Saved data entries:
□ □ □
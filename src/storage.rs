//! Session-scoped key/value storage for UI snapshots.
//!
//! Values are JSON strings. Readers must fail open: a missing, unreadable or
//! corrupt entry is the same as no entry.

use std::collections::HashMap;
use std::path::{Path, PathBuf};
use std::sync::{Mutex, MutexGuard};

use serde::Serialize;
use serde::de::DeserializeOwned;
use thiserror::Error;
use tracing::warn;

#[derive(Debug, Error)]
pub enum StorageError {
    #[error("IO error: {0}")]
    Io(#[from] std::io::Error),

    #[error("Serialization error: {0}")]
    Serialize(#[from] serde_json::Error),
}

pub trait SessionStorage: Send + Sync {
    fn get(&self, key: &str) -> Option<String>;

    fn set(&self, key: &str, value: String) -> Result<(), StorageError>;

    fn remove(&self, key: &str) -> Result<(), StorageError>;
}

/// Reads and decodes `key`, treating corrupt data as absent.
pub fn read_json<T: DeserializeOwned>(storage: &dyn SessionStorage, key: &str) -> Option<T> {
    let raw = storage.get(key)?;
    match serde_json::from_str(&raw) {
        Ok(value) => Some(value),
        Err(e) => {
            warn!(key, "Ignoring unreadable session entry: {e}");
            None
        }
    }
}

pub fn write_json<T: Serialize>(
    storage: &dyn SessionStorage,
    key: &str,
    value: &T,
) -> Result<(), StorageError> {
    let raw = serde_json::to_string(value)?;
    storage.set(key, raw)
}

/// Removes `key`, logging instead of failing.
pub fn discard(storage: &dyn SessionStorage, key: &str) {
    if let Err(e) = storage.remove(key) {
        warn!(key, "Failed to clear session entry: {e}");
    }
}

/// Storage that lives as long as the process.
#[derive(Debug, Default)]
pub struct MemoryStorage {
    entries: Mutex<HashMap<String, String>>,
}

impl MemoryStorage {
    #[must_use]
    pub fn new() -> Self {
        Self::default()
    }

    fn lock(&self) -> MutexGuard<'_, HashMap<String, String>> {
        self.entries.lock().unwrap_or_else(|e| e.into_inner())
    }
}

impl SessionStorage for MemoryStorage {
    fn get(&self, key: &str) -> Option<String> {
        self.lock().get(key).cloned()
    }

    fn set(&self, key: &str, value: String) -> Result<(), StorageError> {
        self.lock().insert(key.to_string(), value);
        Ok(())
    }

    fn remove(&self, key: &str) -> Result<(), StorageError> {
        self.lock().remove(key);
        Ok(())
    }
}

/// Storage backed by a single JSON file, written through on every change.
///
/// Used by the CLI so snapshots survive between invocations.
#[derive(Debug)]
pub struct FileStorage {
    path: PathBuf,
    entries: Mutex<HashMap<String, String>>,
}

impl FileStorage {
    /// Opens `path`, starting empty if the file is missing or corrupt.
    pub fn open(path: impl Into<PathBuf>) -> Self {
        let path = path.into();
        let entries = std::fs::read_to_string(&path)
            .ok()
            .and_then(|content| match serde_json::from_str(&content) {
                Ok(entries) => Some(entries),
                Err(e) => {
                    warn!("Discarding corrupt session file {}: {e}", path.display());
                    None
                }
            })
            .unwrap_or_default();

        Self {
            path,
            entries: Mutex::new(entries),
        }
    }

    /// Default location under the platform data directory.
    #[must_use]
    pub fn default_path() -> Option<PathBuf> {
        dirs::data_dir().map(|dir| dir.join("ikuyo").join("session.json"))
    }

    #[must_use]
    pub fn path(&self) -> &Path {
        &self.path
    }

    fn lock(&self) -> MutexGuard<'_, HashMap<String, String>> {
        self.entries.lock().unwrap_or_else(|e| e.into_inner())
    }

    fn flush(&self, entries: &HashMap<String, String>) -> Result<(), StorageError> {
        if let Some(parent) = self.path.parent() {
            std::fs::create_dir_all(parent)?;
        }
        let content = serde_json::to_string(entries)?;
        std::fs::write(&self.path, content)?;
        Ok(())
    }
}

impl SessionStorage for FileStorage {
    fn get(&self, key: &str) -> Option<String> {
        self.lock().get(key).cloned()
    }

    fn set(&self, key: &str, value: String) -> Result<(), StorageError> {
        let mut entries = self.lock();
        entries.insert(key.to_string(), value);
        self.flush(&entries)
    }

    fn remove(&self, key: &str) -> Result<(), StorageError> {
        let mut entries = self.lock();
        if entries.remove(key).is_some() {
            self.flush(&entries)?;
        }
        Ok(())
    }
}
□ □ □
- _Activity_
Could you copy every record above exactly as it stands?

- _Answer box_
filename src/storage.rs
//! Session-scoped key/value storage for UI snapshots.
//!
//! Values are JSON strings. Readers must fail open: a missing, unreadable or
//! corrupt entry is the same as no entry.

use std::collections::HashMap;
use std::path::{Path, PathBuf};
use std::sync::{Mutex, MutexGuard};

use serde::Serialize;
use serde::de::DeserializeOwned;
use thiserror::Error;
use tracing::warn;

#[derive(Debug, Error)]
pub enum StorageError {
    #[error("IO error: {0}")]
    Io(#[from] std::io::Error),

    #[error("Serialization error: {0}")]
    Serialize(#[from] serde_json::Error),
}

pub trait SessionStorage: Send + Sync {
    fn get(&self, key: &str) -> Option<String>;

    fn set(&self, key: &str, value: String) -> Result<(), StorageError>;

    fn remove(&self, key: &str) -> Result<(), StorageError>;
}

/// Reads and decodes `key`, treating corrupt data as absent.
pub fn read_json<T: DeserializeOwned>(storage: &dyn SessionStorage, key: &str) -> Option<T> {
    let raw = storage.get(key)?;
    match serde_json::from_str(&raw) {
        Ok(value) => Some(value),
        Err(e) => {
            warn!(key, "Ignoring unreadable session entry: {e}");
            None
        }
    }
}

pub fn write_json<T: Serialize>(
    storage: &dyn SessionStorage,
    key: &str,
    value: &T,
) -> Result<(), StorageError> {
    let raw = serde_json::to_string(value)?;
    storage.set(key, raw)
}

/// Removes `key`, logging instead of failing.
pub fn discard(storage: &dyn SessionStorage, key: &str) {
    if let Err(e) = storage.remove(key) {
        warn!(key, "Failed to clear session entry: {e}");
    }
}

/// Storage that lives as long as the process.
#[derive(Debug, Default)]
pub struct MemoryStorage {
    entries: Mutex<HashMap<String, String>>,
}

impl MemoryStorage {
    #[must_use]
    pub fn new() -> Self {
        Self::default()
    }

    fn lock(&self) -> MutexGuard<'_, HashMap<String, String>> {
        self.entries.lock().unwrap_or_else(|e| e.into_inner())
    }
}

impl SessionStorage for MemoryStorage {
    fn get(&self, key: &str) -> Option<String> {
        self.lock().get(key).cloned()
    }

    fn set(&self, key: &str, value: String) -> Result<(), StorageError> {
        self.lock().insert(key.to_string(), value);
        Ok(())
    }

    fn remove(&self, key: &str) -> Result<(), StorageError> {
        self.lock().remove(key);
        Ok(())
    }
}

/// Storage backed by a single JSON file, written through on every change.
///
/// Used by the CLI so snapshots survive between invocations.
#[derive(Debug)]
pub struct FileStorage {
    path: PathBuf,
    entries: Mutex<HashMap<String, String>>,
}

impl FileStorage {
    /// Opens `path`, starting empty if the file is missing or corrupt.
    pub fn open(path: impl Into<PathBuf>) -> Self {
        let path = path.into();
        let entries = std::fs::read_to_string(&path)
            .ok()
            .and_then(|content| match serde_json::from_str(&content) {
                Ok(entries) => Some(entries),
                Err(e) => {
                    warn!("Discarding corrupt session file {}: {e}", path.display());
                    None
                }
            })
            .unwrap_or_default();

        Self {
            path,
            entries: Mutex::new(entries),
        }
    }

    /// Default location under the platform data directory.
    #[must_use]
    pub fn default_path() -> Option<PathBuf> {
        dirs::data_dir().map(|dir| dir.join("ikuyo").join("session.json"))
    }

    #[must_use]
    pub fn path(&self) -> &Path {
        &self.path
    }

    fn lock(&self) -> MutexGuard<'_, HashMap<String, String>> {
        self.entries.lock().unwrap_or_else(|e| e.into_inner())
    }

    fn flush(&self, entries: &HashMap<String, String>) -> Result<(), StorageError> {
        if let Some(parent) = self.path.parent() {
            std::fs::create_dir_all(parent)?;
        }
        let content = serde_json::to_string(entries)?;
        std::fs::write(&self.path, content)?;
        Ok(())
    }
}

impl SessionStorage for FileStorage {
    fn get(&self, key: &str) -> Option<String> {
        self.lock().get(key).cloned()
    }

    fn set(&self, key: &str, value: String) -> Result<(), StorageError> {
        let mut entries = self.lock();
        entries.insert(key.to_string(), value);
        self.flush(&entries)
    }

    fn remove(&self, key: &str) -> Result<(), StorageError> {
        let mut entries = self.lock();
        if entries.remove(key).is_some() {
            self.flush(&entries)?;
        }
        Ok(())
    }
}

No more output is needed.